Pour évaluer l’activité enzymatique après stockage, chargez un instrument AF4 avec du PBS filtré de 0,1 micromètre fraîchement préparé pour la phase mobile et insérez une membrane filtrante de 0,1 micromètre dans le filtre à entrées de pointe après la pompe pour réduire le bruit des particules du solvant. Après le démontage, nettoyer le petit canal pour AF4 avec de l’eau millEq. Hydratez une nouvelle membrane de cellulose régénérée avec un poids moléculaire coupé de 30 kilodaltons et placez la membrane sur le dessus de la frette avec le côté brillant vers le haut.

Placez un large espaceur de 350 micromètres sous la moitié supérieure du canal et assemblez les parties du canal. À l’aide d’un tournevis de couple, serrer les vis d’abord à un couple de cinq mètres Newton, puis à un couple de sept mètres Newton. Serrant les vis autour du bloc dans un modèle sillonné.

Connectez l’entrée des canaux, la sortie et le port de flux transbordement à l’éclipse. Puis à partir d’au moins trois vieux échantillons pour équilibrer la membrane. Programmez une fractionnement avec le flux du détecteur et le flux de mise au point réglé à un millilitre par minute et un débit d’injection de 0,2 millilitres par minute.

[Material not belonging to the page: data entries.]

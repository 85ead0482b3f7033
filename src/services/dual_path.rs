//! Ejecución con ruta preferida y ruta alternativa
//!
//! Cada operación describe una cadena de niveles: rutina almacenada como
//! procedimiento, la misma rutina como función y SQL directo sobre las
//! tablas base. Sólo un error de rutina ausente o incompatible avanza al
//! siguiente nivel; cada nivel usa una sesión nueva.

use std::fmt;
use std::sync::Arc;

use crate::database::connection::{ConnectionProvider, DbSession};
use crate::database::value::{ResultSet, RowRef, SqlValue, Statement};
use crate::services::prober::{ProbeVerdict, ShapeProber};
use crate::utils::errors::{DataError, DataResult};

/// Forma de invocación de un nivel
#[derive(Debug, Clone, Copy, PartialEq, Eq)]
pub enum TierKind {
    Procedure,
    Function,
    Direct,
}

impl fmt::Display for TierKind {
    fn fmt(&self, f: &mut fmt::Formatter<'_>) -> fmt::Result {
        let name = match self {
            TierKind::Procedure => "CALL",
            TierKind::Function => "SELECT fn",
            TierKind::Direct => "SQL directo",
        };
        f.write_str(name)
    }
}

/// Un intento dentro de la cadena: una o más sentencias sobre la misma sesión
#[derive(Debug, Clone)]
pub struct Tier {
    pub kind: TierKind,
    pub steps: Vec<Statement>,
    /// Cero filas afectadas en la última sentencia es un fallo terminal
    pub require_rows: bool,
}

/// Descriptor de una escritura
#[derive(Debug, Clone)]
pub struct WritePlan {
    pub operation: String,
    pub tiers: Vec<Tier>,
}

impl WritePlan {
    pub fn new(operation: impl Into<String>) -> Self {
        Self {
            operation: operation.into(),
            tiers: Vec::new(),
        }
    }

    pub fn procedure(self, routine: &str, params: Vec<SqlValue>) -> Self {
        self.push(TierKind::Procedure, vec![Statement::procedure_call(routine, params)])
    }

    pub fn function(self, routine: &str, params: Vec<SqlValue>) -> Self {
        self.push(TierKind::Function, vec![Statement::function_call(routine, params)])
    }

    pub fn direct(self, stmt: Statement) -> Self {
        self.push(TierKind::Direct, vec![stmt])
    }

    /// Varias sentencias en orden sobre una sola sesión
    pub fn direct_steps(self, steps: Vec<Statement>) -> Self {
        self.push(TierKind::Direct, steps)
    }

    /// Aplica al último nivel agregado
    pub fn require_rows(mut self) -> Self {
        if let Some(tier) = self.tiers.last_mut() {
            tier.require_rows = true;
        }
        self
    }

    fn push(mut self, kind: TierKind, steps: Vec<Statement>) -> Self {
        self.tiers.push(Tier {
            kind,
            steps,
            require_rows: false,
        });
        self
    }
}

/// Mapeo de una fila a un registro
pub type RowMapper<T> = fn(&RowRef<'_>) -> DataResult<T>;

/// Descriptor de una lectura
pub struct ReadPlan<T> {
    pub operation: String,
    pub preferred: Option<Statement>,
    pub required: &'static [&'static str],
    pub fallback: Statement,
    pub mapper: RowMapper<T>,
}

impl<T> ReadPlan<T> {
    /// Lectura sólo por SQL directo
    pub fn direct(operation: impl Into<String>, fallback: Statement, mapper: RowMapper<T>) -> Self {
        Self {
            operation: operation.into(),
            preferred: None,
            required: &[],
            fallback,
            mapper,
        }
    }

    /// Intentar primero la rutina, verificando las columnas requeridas
    pub fn preferred(mut self, stmt: Statement, required: &'static [&'static str]) -> Self {
        self.preferred = Some(stmt);
        self.required = required;
        self
    }
}

/// Ejecutor genérico de planes de escritura y lectura
#[derive(Clone)]
pub struct DualPathExecutor {
    provider: Arc<dyn ConnectionProvider>,
}

impl DualPathExecutor {
    pub fn new(provider: Arc<dyn ConnectionProvider>) -> Self {
        Self { provider }
    }

    pub fn provider(&self) -> &Arc<dyn ConnectionProvider> {
        &self.provider
    }

    /// Ejecutar los niveles en orden; devuelve el nivel que completó
    pub async fn write(&self, plan: &WritePlan) -> DataResult<TierKind> {
        let last = plan.tiers.len().saturating_sub(1);

        for (index, tier) in plan.tiers.iter().enumerate() {
            match self.run_tier(&plan.operation, tier).await {
                Ok(()) => {
                    if index > 0 {
                        log::info!("✅ {} completado por {}", plan.operation, tier.kind);
                    }
                    return Ok(tier.kind);
                }
                Err(e) if e.is_recoverable() && index < last => {
                    log::warn!(
                        "⚠️ {} vía {} no disponible, se intenta el siguiente nivel: {}",
                        plan.operation,
                        tier.kind,
                        e
                    );
                }
                Err(e) => return Err(e),
            }
        }

        Err(DataError::Database(format!(
            "{}: no execution tier defined",
            plan.operation
        )))
    }

    /// Leer por la ruta preferida y, si no sirve, por la alternativa
    pub async fn read<T>(&self, plan: &ReadPlan<T>) -> DataResult<Vec<T>> {
        if let Some(preferred) = &plan.preferred {
            match self.read_preferred(plan, preferred).await {
                Ok(items) => return Ok(items),
                Err(e) if e.is_recoverable() => {
                    log::warn!(
                        "⚠️ {} vía rutina no utilizable, se usa SQL directo: {}",
                        plan.operation,
                        e
                    );
                }
                Err(e) => return Err(e),
            }
        }

        let result = self.query(&plan.fallback).await?;
        map_rows(&result, plan.mapper)
    }

    /// Una consulta sobre una sesión propia, sin niveles alternativos
    pub async fn query(&self, stmt: &Statement) -> DataResult<ResultSet> {
        let mut session = self.provider.acquire().await?;
        let outcome = session.query(stmt).await;
        session.close().await;
        outcome
    }

    async fn read_preferred<T>(&self, plan: &ReadPlan<T>, stmt: &Statement) -> DataResult<Vec<T>> {
        let result = self.query(stmt).await?;

        if let ProbeVerdict::Rejected { missing } = ShapeProber::probe(&result, plan.required) {
            return Err(DataError::routine_unavailable(format!(
                "{} result lacks columns {:?}",
                plan.operation, missing
            )));
        }

        map_rows(&result, plan.mapper).map_err(|e| {
            DataError::routine_unavailable(format!("{} result unreadable: {}", plan.operation, e))
        })
    }

    async fn run_tier(&self, operation: &str, tier: &Tier) -> DataResult<()> {
        let mut session = self.provider.acquire().await?;
        let outcome = run_steps(session.as_mut(), operation, tier).await;
        session.close().await;
        outcome
    }
}

async fn run_steps(session: &mut dyn DbSession, operation: &str, tier: &Tier) -> DataResult<()> {
    let mut affected = 0;
    for stmt in &tier.steps {
        affected = session.execute(stmt).await?;
    }
    if tier.require_rows && affected == 0 {
        return Err(DataError::NoRowsAffected(format!("{} via {}", operation, tier.kind)));
    }
    Ok(())
}

fn map_rows<T>(result: &ResultSet, mapper: RowMapper<T>) -> DataResult<Vec<T>> {
    result.iter().map(|row| mapper(&row)).collect()
}

/// Escrituras: `true` si algún nivel completó
pub fn settle_write(operation: &str, result: DataResult<TierKind>) -> bool {
    match result {
        Ok(_) => true,
        Err(e) => {
            log::error!("❌ {} falló: {}", operation, e);
            false
        }
    }
}

/// Listados: la secuencia mapeada o vacía si hubo error
pub fn settle_list<T>(operation: &str, result: DataResult<Vec<T>>) -> Vec<T> {
    result.unwrap_or_else(|e| {
        log::error!("❌ {} falló: {}", operation, e);
        Vec::new()
    })
}

/// Búsquedas: el primer registro, si existe
pub fn settle_find<T>(operation: &str, result: DataResult<Vec<T>>) -> Option<T> {
    settle_list(operation, result).into_iter().next()
}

Après une étape de pré-focalisation d’une minute, injecter l’échantillon sur une période de 10 minutes dans la mise au point et injecter l’étape, avant de diminuer le flux de croix de deux millilitres par minute à 0,1 millilitres par minute au cours de huit minutes. Terminer la course de fractionnement avec une étape d’élitution sans écoulement croisé pendant 10 minutes et ajouter une étape de lavage de l’élitution et l’injection, suivie d’une élitution. Ensuite, équilibrer le canal pour la prochaine course avec un flux de croix initiale de deux millilitres par minute et régler le détecteur UV à 280 nanomètres.

Lorsque tous les programmes ont été définis, injectez 300 microlitres de l’échantillon et enregistrez les signaux de diffusion UV et lumineux dans le logiciel ASTRA. Après 12 minutes et demie, commencer à recueillir une fraction millilitre jusqu’à 27 minutes après l’injection. Effectuez ensuite un test de glucuronidase et une analyse de suivi des nanoparticules comme démontré.

Ici, la récupération des particules et la taille des vésicules extracellulaires isolées des cellules endothéliales vasculaires humaines après sept jours de stockage dans des conditions différentes sont montrées par rapport à un échantillon frais. Des vésicules ont été plus tard soumises à la purification d’AF4 et l’activité de glucuronidase par particule a été mesurée. La chromatographie d’exclusion de taille et AF4 réussissent à séparer la vésicule extracellulaire de la glucuronidase libre.

En raison du degré plus élevé de séparation de l’AF4 entre les particules et l’enzyme libre, la contamination des fractions contenant des vésicules est moins probable. La purification AF4 après stockage élimine l’enzyme libre des échantillons et réduit ainsi la quantité d’activité enzymatique récupérée par particule. Cet effet est plus important après stockage à quatre degrés Celsius, pour lequel une réduction de 2/3 est observée.

Omettre cette étape de purification supplémentaire peut conduire à une mauvaise hypothèse sur la stabilité de l’enzyme. La microscopie électronique de transmission ne révèle pas de grandes différences de forme pour les vésicules extracellulaires lyophilisées sans cryoprotecteur. La microscopie électronique à balayage révèle toutefois la présence d’agrégats dans les échantillons lyophilisés qui ne se trouvent pas dans les échantillons stockés à moins 80 degrés.

Il est crucial que l’enzyme libre soit enlevée des vésicules avant l’essai de glucuronidase. Ainsi, la technique utilisée pour la purification vésicule doit être soigneusement évaluée. Les particules purifiées pourraient également être examinées en fonction de leur charge de surface pour savoir si le stockage a modifié la composition naturelle des protéines membranaires ou des sucres.

Avec notre technique, il est possible d’obtenir une première indication sur la stabilité extracellulaire de stockage vésiculeux, même lorsqu’il n’y a pas de marqueurs spécifiques connus ou d’analyses pour l’activité disponible.